The potential limitation of this study is that the effect of Aloe vera was assessed in iatrogenic periodontal defects which are not caused by periodontitis. However, this is the only evidence-based methodology used in most of the histological studies in the literature18,21. The problem with inducing furcation boney defect by periodontitis in animals is that we cannot predict the amount of bone destruction or the size of the defect that will result from the inflammatory process and so the defects cannot be standardized. Moreover, the resulting defect from induced periodontitis may be not wide enough to be treated by GTR. Furthermore, the long-term influence and behavior of Aloe vera and its effect on bone-specific proteins such as alkaline phosphatase are not elaborated. Therefore, more comprehensive clinical investigations are required to confirm the clinical applicability of Aloe vera in managing periodontal defects.

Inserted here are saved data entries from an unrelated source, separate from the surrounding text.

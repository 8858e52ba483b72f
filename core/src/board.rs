use serde::{Deserialize, Serialize};
use std::collections::HashMap;

use crate::*;

/// Player-visible facts about one cell, as last reported by the server.
#[derive(Copy, Clone, Debug, Default, PartialEq, Eq, Serialize, Deserialize)]
pub struct Cell {
    pub revealed: bool,
    pub flagged: bool,
    pub value: Option<u8>,
}

impl Cell {
    /// Neither revealed nor flagged, so it can still be acted on.
    pub const fn is_hidden(self) -> bool {
        !self.revealed && !self.flagged
    }
}

/// The game as currently known, rebuilt from server snapshots. Cells the
/// server has never mentioned are simply absent.
#[derive(Clone, Debug, Default, PartialEq)]
pub struct Board {
    pub game_id: String,
    pub rows: Coord,
    pub cols: Coord,
    pub game_over: bool,
    pub won: bool,
    pub mines_remaining: Option<CellCount>,
    cells: HashMap<Coord2, Cell>,
}

impl Board {
    /// Merges a server snapshot. Mentioned cells take the reported state
    /// wholesale, everything else keeps its last known state, so ingesting
    /// the same snapshot twice changes nothing. A snapshot for a different
    /// game id throws the whole board away first.
    pub fn ingest(&mut self, update: &BoardUpdate) {
        if self.game_id != update.game_id {
            log::debug!("now tracking game {}", update.game_id);
            self.cells.clear();
            self.mines_remaining = None;
            self.game_id = update.game_id.clone();
        }

        self.rows = update.rows;
        self.cols = update.cols;
        self.game_over = update.game_over;
        self.won = update.won;
        if update.mines_remaining.is_some() {
            self.mines_remaining = update.mines_remaining;
        }

        for cell in &update.cells {
            self.cells.insert(
                cell.coords(),
                Cell { revealed: cell.revealed, flagged: cell.flagged, value: cell.value },
            );
        }
        log::trace!("ingested {} cells, {} known in total", update.cells.len(), self.cells.len());
    }

    pub fn size(&self) -> Coord2 {
        (self.rows, self.cols)
    }

    pub fn total_cells(&self) -> CellCount {
        mult(self.rows, self.cols)
    }

    /// State of one cell, `None` when the server never mentioned it.
    pub fn cell(&self, coords: Coord2) -> Option<Cell> {
        self.cells.get(&coords).copied()
    }

    /// Up to eight grid-adjacent coordinates, clipped to the board bounds.
    pub fn neighbors(&self, coords: Coord2) -> NeighborIter {
        NeighborIter::new(coords, self.size())
    }

    pub fn known_cells(&self) -> impl Iterator<Item = (Coord2, Cell)> + '_ {
        self.cells.iter().map(|(&coords, &cell)| (coords, cell))
    }

    /// Known cells that are neither revealed nor flagged.
    pub fn hidden_cells(&self) -> impl Iterator<Item = Coord2> + '_ {
        self.known_cells().filter(|(_, cell)| cell.is_hidden()).map(|(coords, _)| coords)
    }

    pub fn revealed_count(&self) -> CellCount {
        self.cells.values().filter(|cell| cell.revealed).count() as CellCount
    }

    pub fn flagged_count(&self) -> CellCount {
        self.cells.values().filter(|cell| cell.flagged).count() as CellCount
    }
}

#[cfg(test)]
mod tests {
    use super::*;
    use proptest::prelude::*;

    fn update(game_id: &str, rows: Coord, cols: Coord, cells: Vec<CellUpdate>) -> BoardUpdate {
        BoardUpdate {
            game_id: game_id.to_string(),
            rows,
            cols,
            game_over: false,
            won: false,
            mines_remaining: None,
            cells,
        }
    }

    fn revealed(row: Coord, col: Coord, value: u8) -> CellUpdate {
        CellUpdate { row, col, revealed: true, flagged: false, value: Some(value) }
    }

    fn flagged(row: Coord, col: Coord) -> CellUpdate {
        CellUpdate { row, col, revealed: false, flagged: true, value: None }
    }

    fn hidden(row: Coord, col: Coord) -> CellUpdate {
        CellUpdate { row, col, revealed: false, flagged: false, value: None }
    }

    #[test]
    fn snapshots_apply_cells_and_metadata() {
        let mut board = Board::default();
        board.ingest(&BoardUpdate {
            mines_remaining: Some(7),
            ..update("g-1", 3, 4, vec![revealed(0, 0, 2), flagged(1, 1), hidden(2, 3)])
        });

        assert_eq!(board.game_id, "g-1");
        assert_eq!(board.size(), (3, 4));
        assert_eq!(board.total_cells(), 12);
        assert_eq!(board.mines_remaining, Some(7));
        assert_eq!(board.cell((0, 0)), Some(Cell { revealed: true, flagged: false, value: Some(2) }));
        assert_eq!(board.revealed_count(), 1);
        assert_eq!(board.flagged_count(), 1);
        assert_eq!(board.hidden_cells().collect::<Vec<_>>(), vec![(2, 3)]);
    }

    #[test]
    fn unmentioned_cells_keep_their_last_state() {
        let mut board = Board::default();
        board.ingest(&update("g-1", 2, 2, vec![revealed(0, 0, 1), hidden(0, 1)]));
        board.ingest(&update("g-1", 2, 2, vec![flagged(0, 1)]));

        assert_eq!(board.cell((0, 0)), Some(Cell { revealed: true, flagged: false, value: Some(1) }));
        assert!(board.cell((0, 1)).is_some_and(|cell| cell.flagged));
        assert_eq!(board.cell((1, 0)), None);
    }

    #[test]
    fn a_new_game_id_replaces_the_board() {
        let mut board = Board::default();
        board.ingest(&BoardUpdate {
            mines_remaining: Some(3),
            ..update("g-1", 2, 2, vec![revealed(0, 0, 1)])
        });
        board.ingest(&update("g-2", 5, 5, vec![flagged(4, 4)]));

        assert_eq!(board.game_id, "g-2");
        assert_eq!(board.size(), (5, 5));
        assert_eq!(board.cell((0, 0)), None);
        assert_eq!(board.mines_remaining, None);
        assert!(board.cell((4, 4)).is_some_and(|cell| cell.flagged));
    }

    #[test]
    fn mines_remaining_survives_snapshots_that_omit_it() {
        let mut board = Board::default();
        board.ingest(&BoardUpdate { mines_remaining: Some(9), ..update("g-1", 2, 2, vec![]) });
        board.ingest(&update("g-1", 2, 2, vec![revealed(1, 1, 0)]));

        assert_eq!(board.mines_remaining, Some(9));
    }

    #[test]
    fn hidden_means_neither_revealed_nor_flagged() {
        assert!(Cell::default().is_hidden());
        assert!(!Cell { revealed: true, ..Cell::default() }.is_hidden());
        assert!(!Cell { flagged: true, ..Cell::default() }.is_hidden());
    }

    #[test]
    fn a_wire_snapshot_lands_in_the_board() {
        let update: BoardUpdate = serde_json::from_value(serde_json::json!({
            "game_id": "g-7",
            "rows": 2,
            "cols": 2,
            "cells": [
                {"row": 0, "col": 0, "revealed": true, "value": 1},
                {"row": 1, "col": 1, "flagged": true}
            ]
        }))
        .unwrap();

        let mut board = Board::default();
        board.ingest(&update);

        assert_eq!(board.cell((0, 0)), Some(Cell { revealed: true, flagged: false, value: Some(1) }));
        assert_eq!(board.cell((1, 1)), Some(Cell { revealed: false, flagged: true, value: None }));
        assert_eq!(board.cell((0, 1)), None);
    }

    fn arb_cell() -> impl Strategy<Value = CellUpdate> {
        (0..10u16, 0..10u16, any::<bool>(), any::<bool>(), proptest::option::of(0..9u8)).prop_map(
            |(row, col, revealed, flagged, value)| CellUpdate { row, col, revealed, flagged, value },
        )
    }

    fn arb_update() -> impl Strategy<Value = BoardUpdate> {
        (
            prop::collection::vec(arb_cell(), 0..50),
            any::<bool>(),
            any::<bool>(),
            proptest::option::of(0..20u32),
        )
            .prop_map(|(cells, game_over, won, mines_remaining)| BoardUpdate {
                game_id: "prop".to_string(),
                rows: 10,
                cols: 10,
                game_over,
                won,
                mines_remaining,
                cells,
            })
    }

    proptest! {
        #[test]
        fn reingesting_any_snapshot_changes_nothing(update in arb_update()) {
            let mut board = Board::default();
            board.ingest(&update);
            let first = board.clone();
            board.ingest(&update);
            prop_assert_eq!(&board, &first);
        }
    }
}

In the current study, Aloe vera induced new bone, PDL, and cementum formation. This process is potentially regulated by immunostimulant Aloe Vera polysaccharides thus it is a candidate biomolecule for periodontal regeneration that can be used in all GTR procedures. On the other hand, more studies exploring bone-specific proteins and cytokines such as alkaline phosphatase, osteonectin, TNF- and IL-1 over longer periods are highly recommended using the same animal model. This is thought to enable the researchers to understand the full impact of Aloe vera on bone and periodontal tissue regeneration.

Conclusions

These results suggest that Aloe vera potentiates the effect of β-TCP in bone regeneration and can be considered a promising choice for the treatment of furcation defects in humans. Aloe vera can accelerate the regeneration of all periodontal tissues including bone, PDL, and cementum.